Some famous reviewers have atrocious listening rooms!


It’s almost sad, really.  Some reviewers I’ve been reading for decades, when showing their rigs on YouTube, have absolutely horrible rooms.  Weird shaped; too small w/o acoustic treatment; crap all over the place within the room or around the speakers; and on and on.  
 

Had I known about the listening rooms they use to review gear in the past, I would not have placed such a value on what they were writing.  I think reviewers should not just list the equipment they used in a given review, but be required to show their listening rooms, as well.
 

Turns out my listening room isn’t so bad, after all.  

 

 

audiodwebe

Showing 1 response by donavabdear

What is a great room, what is a bad room?
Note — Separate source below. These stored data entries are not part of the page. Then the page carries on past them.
// Installation logic
//
// Everything that changes the deployment on disk: the initialization marker, the generated env
// file, the cross-process lock and the orchestrator that sequences them.
//
// IMPORTANT:
// - Never log secrets (passwords, unmasked connection strings).
// - Files are replaced atomically; existing env files are backed up before being touched.

pub mod env_file;
pub mod files;
pub mod lock;
pub mod orchestrator;
pub mod state_store;

pub use orchestrator::{InitPhase, Orchestrator, ProvisionOutcome};
pub use state_store::StateStore;
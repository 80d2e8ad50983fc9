// Engine settings
//
// Layering (later wins): built-in defaults -> optional `bootstrap.toml` -> `APP_BOOTSTRAP_*`
// environment variables (e.g. `APP_BOOTSTRAP_MAX_ATTEMPTS=5`).

use anyhow::{Context, Result};
use config::{Config, Environment, File};
use serde::{Deserialize, Serialize};
use std::path::{Path, PathBuf};
use std::time::Duration;

use crate::utils::path_resolver::{anchor, resolve_base_folder};

pub const SETTINGS_FILE: &str = "bootstrap.toml";
pub const ENV_PREFIX: &str = "APP_BOOTSTRAP";

pub const MARKER_FILE: &str = "initialization.json";
pub const CONFIGS_FILE: &str = "database-configs.json";
pub const LOCK_FILE: &str = "initialization.lock";
pub const LOCAL_DB_FILE: &str = "app-db.json";

#[derive(Debug, Clone, PartialEq, Serialize, Deserialize)]
#[serde(default)]
pub struct Settings {
    pub data_dir: PathBuf,
    pub log_dir: Option<PathBuf>,
    pub log_level: String,
    pub env_file: PathBuf,
    pub max_attempts: u32,
    pub connect_timeout_ms: u64,
    pub retry_base_delay_ms: u64,
    pub retry_max_delay_ms: u64,
    pub lock_stale_secs: u64,
}

impl Default for Settings {
    fn default() -> Self {
        Settings {
            data_dir: PathBuf::from("data"),
            log_dir: None,
            log_level: "info".to_string(),
            env_file: PathBuf::from(".env"),
            max_attempts: 3,
            connect_timeout_ms: 20_000,
            retry_base_delay_ms: 100,
            retry_max_delay_ms: 2_000,
            lock_stale_secs: 600,
        }
    }
}

impl Settings {
    /// Load settings from `bootstrap.toml` in the working directory plus the environment.
    pub fn load() -> Result<Self> {
        let base = resolve_base_folder();
        Self::load_from(&base.join(SETTINGS_FILE))?.anchored(&base)
    }

    /// Load settings with an explicit settings file (which may be absent).
    pub fn load_from(path: &Path) -> Result<Self> {
        let defaults = Config::try_from(&Settings::default())
            .context("Failed to build default settings")?;
        Config::builder()
            .add_source(defaults)
            .add_source(File::from(path).required(false))
            .add_source(Environment::with_prefix(ENV_PREFIX).try_parsing(true))
            .build()
            .with_context(|| format!("Failed to load settings from {:?}", path))?
            .try_deserialize()
            .context("Invalid settings")
    }

    /// Resolve relative paths against `base`.
    pub fn anchored(mut self, base: &Path) -> Result<Self> {
        if self.max_attempts == 0 {
            anyhow::bail!("max_attempts must be at least 1");
        }
        self.data_dir = anchor(base, &self.data_dir);
        self.env_file = anchor(base, &self.env_file);
        self.log_dir = self.log_dir.map(|d| anchor(base, &d));
        Ok(self)
    }

    /// Settings rooted at `dir` (data in `dir/data`, env file `dir/.env`). Used by tests and
    /// embedders that manage their own directories.
    pub fn rooted_at(dir: &Path) -> Self {
        Settings {
            data_dir: dir.join("data"),
            env_file: dir.join(".env"),
            ..Default::default()
        }
    }

    pub fn marker_path(&self) -> PathBuf {
        self.data_dir.join(MARKER_FILE)
    }

    pub fn configs_path(&self) -> PathBuf {
        self.data_dir.join(CONFIGS_FILE)
    }

    pub fn lock_path(&self) -> PathBuf {
        self.data_dir.join(LOCK_FILE)
    }

    /// Default file for the local provider, also used as the fallback target.
    pub fn local_db_path(&self) -> PathBuf {
        self.data_dir.join(LOCAL_DB_FILE)
    }

    pub fn connect_timeout(&self) -> Duration {
        Duration::from_millis(self.connect_timeout_ms)
    }

    pub fn lock_stale_after(&self) -> Duration {
        Duration::from_secs(self.lock_stale_secs)
    }

    pub fn level_filter(&self) -> log::LevelFilter {
        self.log_level
            .parse::<log::LevelFilter>()
            .unwrap_or(log::LevelFilter::Info)
    }

    /// Effective settings rendered as TOML.
    pub fn to_toml(&self) -> Result<String> {
        toml::to_string_pretty(self).context("Failed to render settings as TOML")
    }
}
pub mod logging;
pub mod path_resolver;
pub mod validation;
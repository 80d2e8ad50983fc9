// app-bootstrap
// First-run initialization and provisioning engine.

pub mod api;
pub mod database;
pub mod environment;
pub mod error;
pub mod installation;
pub mod models;
pub mod security;
pub mod settings;
pub mod storage;
pub mod utils;

#[cfg(test)]
mod testing;

pub use error::{InitError, InitResult};
pub use installation::orchestrator::{InitPhase, Orchestrator, ProvisionOutcome};
pub use settings::Settings;

use log::{error, info};
use serde::de::DeserializeOwned;
use serde::Serialize;
use std::path::Path;

use crate::models::requests::{DatabaseRequest, ProvisionRequest};

pub const EXIT_OK: i32 = 0;
pub const EXIT_FAILURE: i32 = 1;
pub const EXIT_USAGE: i32 = 2;

const USAGE: &str = "\
Usage: app-bootstrap [--verbose] <command>

Commands:
  status                       Print initialization status
  provision <request.json>     Run first-run provisioning
  test-connection <db.json>    Test a database configuration
  configs                      List stored database configurations
  settings                     Print effective settings as TOML
  reset --yes                  Remove the initialization marker (development only)
";

#[derive(Debug, Clone, PartialEq, Eq)]
enum Command {
    Status,
    Provision(String),
    TestConnection(String),
    Configs,
    Settings,
    Reset,
}

fn parse_args(args: &[String]) -> Result<(Command, bool), String> {
    let verbose = args.iter().any(|a| a == "--verbose" || a == "-v");
    let rest: Vec<&str> = args
        .iter()
        .skip(1)
        .map(String::as_str)
        .filter(|a| *a != "--verbose" && *a != "-v")
        .collect();

    let command = match rest.as_slice() {
        ["status"] => Command::Status,
        ["provision", file] => Command::Provision(file.to_string()),
        ["test-connection", file] => Command::TestConnection(file.to_string()),
        ["configs"] => Command::Configs,
        ["settings"] => Command::Settings,
        ["reset", "--yes"] => Command::Reset,
        ["reset"] => return Err("reset is destructive; pass --yes to confirm".to_string()),
        [] => return Err("missing command".to_string()),
        other => return Err(format!("unrecognized arguments: {}", other.join(" "))),
    };
    Ok((command, verbose))
}

fn read_json<T: DeserializeOwned>(path: &Path) -> anyhow::Result<T> {
    use anyhow::Context;
    let text = std::fs::read_to_string(path).with_context(|| format!("Failed to read {:?}", path))?;
    serde_json::from_str(&text).with_context(|| format!("Failed to parse {:?}", path))
}

fn print_json<T: Serialize>(value: &T) -> i32 {
    match serde_json::to_string_pretty(value) {
        Ok(s) => {
            println!("{}", s);
            EXIT_OK
        }
        Err(e) => {
            eprintln!("Failed to render output: {}", e);
            EXIT_FAILURE
        }
    }
}

/// CLI entry point. Returns the process exit code.
pub fn run_cli(args: Vec<String>) -> i32 {
    let (command, verbose) = match parse_args(&args) {
        Ok(parsed) => parsed,
        Err(e) => {
            eprintln!("error: {}\n\n{}", e, USAGE);
            return EXIT_USAGE;
        }
    };

    let settings = match Settings::load() {
        Ok(s) => s,
        Err(e) => {
            eprintln!("error: {:#}", e);
            return EXIT_FAILURE;
        }
    };

    // Logging problems must not block provisioning.
    match utils::path_resolver::resolve_log_folder(settings.log_dir.as_deref(), &settings.data_dir)
    {
        Ok(log_dir) => {
            if let Err(e) = utils::logging::init_logging(&log_dir, settings.level_filter(), verbose) {
                eprintln!("warning: logging disabled: {:#}", e);
            }
        }
        Err(e) => eprintln!("warning: logging disabled: {:#}", e),
    }

    if command == Command::Settings {
        return match settings.to_toml() {
            Ok(toml) => {
                print!("{}", toml);
                EXIT_OK
            }
            Err(e) => {
                eprintln!("error: {:#}", e);
                EXIT_FAILURE
            }
        };
    }

    let runtime = match tokio::runtime::Builder::new_multi_thread().enable_all().build() {
        Ok(rt) => rt,
        Err(e) => {
            error!("[PHASE: startup] Failed to start async runtime: {}", e);
            eprintln!("error: failed to start async runtime: {}", e);
            return EXIT_FAILURE;
        }
    };

    info!("[PHASE: startup] Running command {:?}", command);
    let orchestrator = Orchestrator::from_settings(settings);
    runtime.block_on(run_command(&orchestrator, command))
}

async fn run_command(orchestrator: &Orchestrator, command: Command) -> i32 {
    match command {
        Command::Status => print_json(&api::setup::get_status(orchestrator).await),
        Command::Provision(file) => {
            let request = match read_json::<ProvisionRequest>(Path::new(&file)) {
                Ok(r) => r,
                Err(e) => {
                    eprintln!("error: {:#}", e);
                    return EXIT_USAGE;
                }
            };
            let response = api::setup::provision(orchestrator, Some(request)).await;
            let code = print_json(&response);
            if response.is_success() {
                code
            } else {
                EXIT_FAILURE
            }
        }
        Command::TestConnection(file) => {
            let request = match read_json::<DatabaseRequest>(Path::new(&file)) {
                Ok(r) => r,
                Err(e) => {
                    eprintln!("error: {:#}", e);
                    return EXIT_USAGE;
                }
            };
            let response = api::setup::test_database_connection(orchestrator, Some(request)).await;
            let passed = response.data.as_ref().map(|r| r.success).unwrap_or(false);
            let code = print_json(&response);
            if passed {
                code
            } else {
                EXIT_FAILURE
            }
        }
        Command::Configs => {
            let response = api::setup::list_database_configs(orchestrator).await;
            let code = print_json(&response);
            if response.success {
                code
            } else {
                EXIT_FAILURE
            }
        }
        Command::Reset => {
            let response = api::setup::reset(orchestrator).await;
            let code = print_json(&response);
            if response.success {
                code
            } else {
                EXIT_FAILURE
            }
        }
        // Handled before the runtime starts.
        Command::Settings => EXIT_OK,
    }
}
I've recorded in underground water reservoirs with over 20 seconds echo and recorded in rooms that have produced 1000s of gold records, at the end of operating jet engines and in opera houses that were reserved for royal invitations only over the last 35 years and I can tell you some of the most popular rooms for recording sound very strange. The playback room shouldn't add anything, closed headphones do a good job of showing the proper vision of the mixing engineer and that's about it. How can a listener judge a recording as if they were all the same? Some engineers care some don't and all of them are working with a budget, there is no standard recording sound studio so how can there be a standard sound in a playback room. After you hear a song you are very familiar with your brain will compensate for the acoustics in about 5 seconds in whatever room you listen to it in.